Would you return the lines between the one holding "filename src/http/handlers/pages.rs" and the one holding "let value = value.trim();", inclusive, and only those, exactly as they stand in the listing below?
===============
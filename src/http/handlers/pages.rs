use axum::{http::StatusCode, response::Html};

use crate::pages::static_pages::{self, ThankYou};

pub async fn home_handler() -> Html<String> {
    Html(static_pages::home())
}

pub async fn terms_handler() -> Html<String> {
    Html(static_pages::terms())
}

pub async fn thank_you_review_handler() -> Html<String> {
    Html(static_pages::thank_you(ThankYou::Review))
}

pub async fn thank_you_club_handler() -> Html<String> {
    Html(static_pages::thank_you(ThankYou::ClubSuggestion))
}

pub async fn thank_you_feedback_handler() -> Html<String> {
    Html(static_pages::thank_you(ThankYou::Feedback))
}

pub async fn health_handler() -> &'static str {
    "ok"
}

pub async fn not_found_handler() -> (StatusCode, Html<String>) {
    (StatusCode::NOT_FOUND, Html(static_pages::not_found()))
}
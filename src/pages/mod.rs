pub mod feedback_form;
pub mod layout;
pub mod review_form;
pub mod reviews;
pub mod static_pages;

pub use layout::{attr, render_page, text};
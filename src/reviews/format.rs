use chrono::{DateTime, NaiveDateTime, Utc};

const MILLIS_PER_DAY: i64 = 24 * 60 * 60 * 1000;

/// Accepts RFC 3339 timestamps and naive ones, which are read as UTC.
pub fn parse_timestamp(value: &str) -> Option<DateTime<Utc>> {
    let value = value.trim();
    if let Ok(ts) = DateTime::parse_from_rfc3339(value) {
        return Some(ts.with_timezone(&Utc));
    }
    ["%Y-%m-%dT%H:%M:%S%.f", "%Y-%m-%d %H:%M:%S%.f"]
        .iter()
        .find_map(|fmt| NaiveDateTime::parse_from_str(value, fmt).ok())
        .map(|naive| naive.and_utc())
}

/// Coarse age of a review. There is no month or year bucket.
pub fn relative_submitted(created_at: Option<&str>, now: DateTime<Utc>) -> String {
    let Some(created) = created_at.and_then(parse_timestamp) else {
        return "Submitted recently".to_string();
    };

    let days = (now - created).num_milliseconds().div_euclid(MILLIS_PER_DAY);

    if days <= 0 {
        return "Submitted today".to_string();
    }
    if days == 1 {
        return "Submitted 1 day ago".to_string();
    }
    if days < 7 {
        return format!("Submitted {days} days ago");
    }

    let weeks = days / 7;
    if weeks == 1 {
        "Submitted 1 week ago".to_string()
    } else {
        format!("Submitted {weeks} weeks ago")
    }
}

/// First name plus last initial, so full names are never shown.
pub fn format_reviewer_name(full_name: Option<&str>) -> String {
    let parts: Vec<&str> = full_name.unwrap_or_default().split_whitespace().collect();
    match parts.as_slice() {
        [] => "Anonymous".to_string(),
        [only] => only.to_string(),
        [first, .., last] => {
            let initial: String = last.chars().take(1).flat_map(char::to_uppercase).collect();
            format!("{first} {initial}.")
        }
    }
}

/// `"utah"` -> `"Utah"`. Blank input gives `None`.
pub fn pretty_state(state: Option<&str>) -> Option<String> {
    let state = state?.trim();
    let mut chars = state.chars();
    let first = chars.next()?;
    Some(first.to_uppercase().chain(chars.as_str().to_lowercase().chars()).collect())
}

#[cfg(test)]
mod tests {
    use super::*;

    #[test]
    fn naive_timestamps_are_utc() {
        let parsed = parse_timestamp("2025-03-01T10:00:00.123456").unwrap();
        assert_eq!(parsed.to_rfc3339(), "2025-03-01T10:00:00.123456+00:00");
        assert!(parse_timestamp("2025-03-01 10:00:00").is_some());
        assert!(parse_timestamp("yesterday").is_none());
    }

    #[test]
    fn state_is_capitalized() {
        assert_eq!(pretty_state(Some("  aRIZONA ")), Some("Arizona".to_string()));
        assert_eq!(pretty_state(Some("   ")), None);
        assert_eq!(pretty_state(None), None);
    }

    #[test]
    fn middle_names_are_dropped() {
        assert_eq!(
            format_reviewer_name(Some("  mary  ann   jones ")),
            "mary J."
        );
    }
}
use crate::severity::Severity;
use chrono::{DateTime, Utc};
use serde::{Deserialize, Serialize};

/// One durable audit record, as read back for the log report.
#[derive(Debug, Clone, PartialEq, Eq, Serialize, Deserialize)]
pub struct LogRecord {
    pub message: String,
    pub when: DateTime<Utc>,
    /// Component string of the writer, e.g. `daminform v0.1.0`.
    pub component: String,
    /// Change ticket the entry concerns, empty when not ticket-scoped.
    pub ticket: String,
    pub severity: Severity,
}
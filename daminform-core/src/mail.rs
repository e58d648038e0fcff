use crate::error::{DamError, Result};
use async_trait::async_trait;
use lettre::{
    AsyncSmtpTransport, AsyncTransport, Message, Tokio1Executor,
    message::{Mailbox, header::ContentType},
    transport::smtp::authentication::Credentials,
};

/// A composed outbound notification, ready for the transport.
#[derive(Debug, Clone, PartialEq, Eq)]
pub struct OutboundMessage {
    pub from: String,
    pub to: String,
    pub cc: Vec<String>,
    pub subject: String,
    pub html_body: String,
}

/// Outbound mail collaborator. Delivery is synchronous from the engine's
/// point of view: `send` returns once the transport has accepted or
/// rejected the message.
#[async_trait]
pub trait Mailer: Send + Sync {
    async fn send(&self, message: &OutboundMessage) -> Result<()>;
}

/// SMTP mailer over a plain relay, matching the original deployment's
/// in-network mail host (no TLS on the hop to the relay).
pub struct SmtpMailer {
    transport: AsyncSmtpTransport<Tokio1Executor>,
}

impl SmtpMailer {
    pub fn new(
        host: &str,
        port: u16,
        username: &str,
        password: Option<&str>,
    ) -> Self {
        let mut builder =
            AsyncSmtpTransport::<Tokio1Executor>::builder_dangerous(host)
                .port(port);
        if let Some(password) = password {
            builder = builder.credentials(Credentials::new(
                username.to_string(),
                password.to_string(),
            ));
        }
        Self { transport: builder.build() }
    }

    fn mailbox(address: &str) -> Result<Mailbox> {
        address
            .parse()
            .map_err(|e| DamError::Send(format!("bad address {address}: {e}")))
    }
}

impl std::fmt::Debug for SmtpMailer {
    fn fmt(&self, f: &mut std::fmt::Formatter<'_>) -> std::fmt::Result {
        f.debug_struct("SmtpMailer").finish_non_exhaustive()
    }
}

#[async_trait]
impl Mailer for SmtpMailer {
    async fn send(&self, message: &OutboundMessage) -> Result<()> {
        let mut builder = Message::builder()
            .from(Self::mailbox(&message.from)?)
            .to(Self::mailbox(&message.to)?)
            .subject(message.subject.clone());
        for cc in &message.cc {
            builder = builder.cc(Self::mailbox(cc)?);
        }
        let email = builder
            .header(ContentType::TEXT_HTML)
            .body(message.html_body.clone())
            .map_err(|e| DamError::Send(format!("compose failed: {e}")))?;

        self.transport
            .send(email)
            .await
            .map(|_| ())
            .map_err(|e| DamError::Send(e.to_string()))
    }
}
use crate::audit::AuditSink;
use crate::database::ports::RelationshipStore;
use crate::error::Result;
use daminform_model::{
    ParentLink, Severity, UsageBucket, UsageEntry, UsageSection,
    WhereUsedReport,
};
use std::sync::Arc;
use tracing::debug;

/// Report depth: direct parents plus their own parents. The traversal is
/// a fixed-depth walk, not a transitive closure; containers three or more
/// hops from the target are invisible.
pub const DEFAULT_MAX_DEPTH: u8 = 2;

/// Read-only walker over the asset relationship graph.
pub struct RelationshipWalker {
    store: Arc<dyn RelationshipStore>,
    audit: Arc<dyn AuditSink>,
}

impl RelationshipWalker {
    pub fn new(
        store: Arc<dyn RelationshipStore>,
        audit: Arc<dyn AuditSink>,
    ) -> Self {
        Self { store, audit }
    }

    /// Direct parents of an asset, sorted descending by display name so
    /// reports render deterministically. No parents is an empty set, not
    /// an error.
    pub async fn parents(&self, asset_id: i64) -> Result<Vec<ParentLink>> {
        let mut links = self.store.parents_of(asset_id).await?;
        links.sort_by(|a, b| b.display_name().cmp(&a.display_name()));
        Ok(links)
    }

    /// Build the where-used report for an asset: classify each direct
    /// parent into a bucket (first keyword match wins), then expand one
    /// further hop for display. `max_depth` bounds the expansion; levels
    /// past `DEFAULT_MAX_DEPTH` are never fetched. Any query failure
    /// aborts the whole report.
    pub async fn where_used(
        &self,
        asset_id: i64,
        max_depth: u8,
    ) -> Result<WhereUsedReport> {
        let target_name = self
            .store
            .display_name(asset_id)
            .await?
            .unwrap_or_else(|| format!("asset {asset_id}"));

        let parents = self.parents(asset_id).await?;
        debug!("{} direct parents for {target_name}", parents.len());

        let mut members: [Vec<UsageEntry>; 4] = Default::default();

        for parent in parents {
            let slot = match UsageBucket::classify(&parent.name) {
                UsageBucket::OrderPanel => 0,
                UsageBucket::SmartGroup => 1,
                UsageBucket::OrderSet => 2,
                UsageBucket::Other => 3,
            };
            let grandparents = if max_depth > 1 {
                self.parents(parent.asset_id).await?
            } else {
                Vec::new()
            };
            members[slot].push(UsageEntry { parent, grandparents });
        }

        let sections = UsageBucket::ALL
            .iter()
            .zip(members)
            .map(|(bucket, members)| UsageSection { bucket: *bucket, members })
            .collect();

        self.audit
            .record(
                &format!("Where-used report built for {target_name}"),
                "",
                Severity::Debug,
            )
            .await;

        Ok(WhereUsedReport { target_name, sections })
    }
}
===============
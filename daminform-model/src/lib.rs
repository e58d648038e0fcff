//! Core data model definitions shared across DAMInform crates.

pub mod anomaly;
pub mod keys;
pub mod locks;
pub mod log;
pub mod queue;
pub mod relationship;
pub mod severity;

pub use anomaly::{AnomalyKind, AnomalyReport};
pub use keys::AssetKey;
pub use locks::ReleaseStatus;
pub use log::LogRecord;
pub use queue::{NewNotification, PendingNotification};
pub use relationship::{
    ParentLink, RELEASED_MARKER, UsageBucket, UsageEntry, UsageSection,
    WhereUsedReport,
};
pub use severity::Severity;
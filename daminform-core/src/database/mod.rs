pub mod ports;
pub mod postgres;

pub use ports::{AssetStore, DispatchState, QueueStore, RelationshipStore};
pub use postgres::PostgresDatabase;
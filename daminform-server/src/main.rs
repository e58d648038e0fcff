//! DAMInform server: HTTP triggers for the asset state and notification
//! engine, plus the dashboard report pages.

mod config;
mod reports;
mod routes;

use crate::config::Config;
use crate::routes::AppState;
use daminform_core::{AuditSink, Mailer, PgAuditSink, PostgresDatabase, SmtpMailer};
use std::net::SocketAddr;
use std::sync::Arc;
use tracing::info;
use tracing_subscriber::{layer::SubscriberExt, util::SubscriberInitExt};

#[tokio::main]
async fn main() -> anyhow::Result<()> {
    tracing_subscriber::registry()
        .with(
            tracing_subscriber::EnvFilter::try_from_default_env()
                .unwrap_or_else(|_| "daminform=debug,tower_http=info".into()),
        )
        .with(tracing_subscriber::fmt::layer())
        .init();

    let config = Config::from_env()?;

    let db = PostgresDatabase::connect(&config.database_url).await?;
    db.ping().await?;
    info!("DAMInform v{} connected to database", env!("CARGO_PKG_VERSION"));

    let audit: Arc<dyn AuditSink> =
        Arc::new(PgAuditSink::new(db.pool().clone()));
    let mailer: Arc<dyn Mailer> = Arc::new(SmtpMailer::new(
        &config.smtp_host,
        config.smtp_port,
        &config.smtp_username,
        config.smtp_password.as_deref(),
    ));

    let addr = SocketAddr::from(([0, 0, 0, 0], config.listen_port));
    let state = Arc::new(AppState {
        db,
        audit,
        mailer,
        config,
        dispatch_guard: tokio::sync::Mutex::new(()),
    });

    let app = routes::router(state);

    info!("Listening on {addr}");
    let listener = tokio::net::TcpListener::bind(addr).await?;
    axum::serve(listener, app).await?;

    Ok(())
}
===============
Answer
filename src/http/handlers/pages.rs
use axum::{http::StatusCode, response::Html};

use crate::pages::static_pages::{self, ThankYou};

pub async fn home_handler() -> Html<String> {
    Html(static_pages::home())
}

pub async fn terms_handler() -> Html<String> {
    Html(static_pages::terms())
}

pub async fn thank_you_review_handler() -> Html<String> {
    Html(static_pages::thank_you(ThankYou::Review))
}

pub async fn thank_you_club_handler() -> Html<String> {
    Html(static_pages::thank_you(ThankYou::ClubSuggestion))
}

pub async fn thank_you_feedback_handler() -> Html<String> {
    Html(static_pages::thank_you(ThankYou::Feedback))
}

pub async fn health_handler() -> &'static str {
    "ok"
}

pub async fn not_found_handler() -> (StatusCode, Html<String>) {
    (StatusCode::NOT_FOUND, Html(static_pages::not_found()))
}
filename src/pages/mod.rs
pub mod feedback_form;
pub mod layout;
pub mod review_form;
pub mod reviews;
pub mod static_pages;

pub use layout::{attr, render_page, text};
filename src/reviews/format.rs
use chrono::{DateTime, NaiveDateTime, Utc};

const MILLIS_PER_DAY: i64 = 24 * 60 * 60 * 1000;

/// Accepts RFC 3339 timestamps and naive ones, which are read as UTC.
pub fn parse_timestamp(value: &str) -> Option<DateTime<Utc>> {
    let value = value.trim();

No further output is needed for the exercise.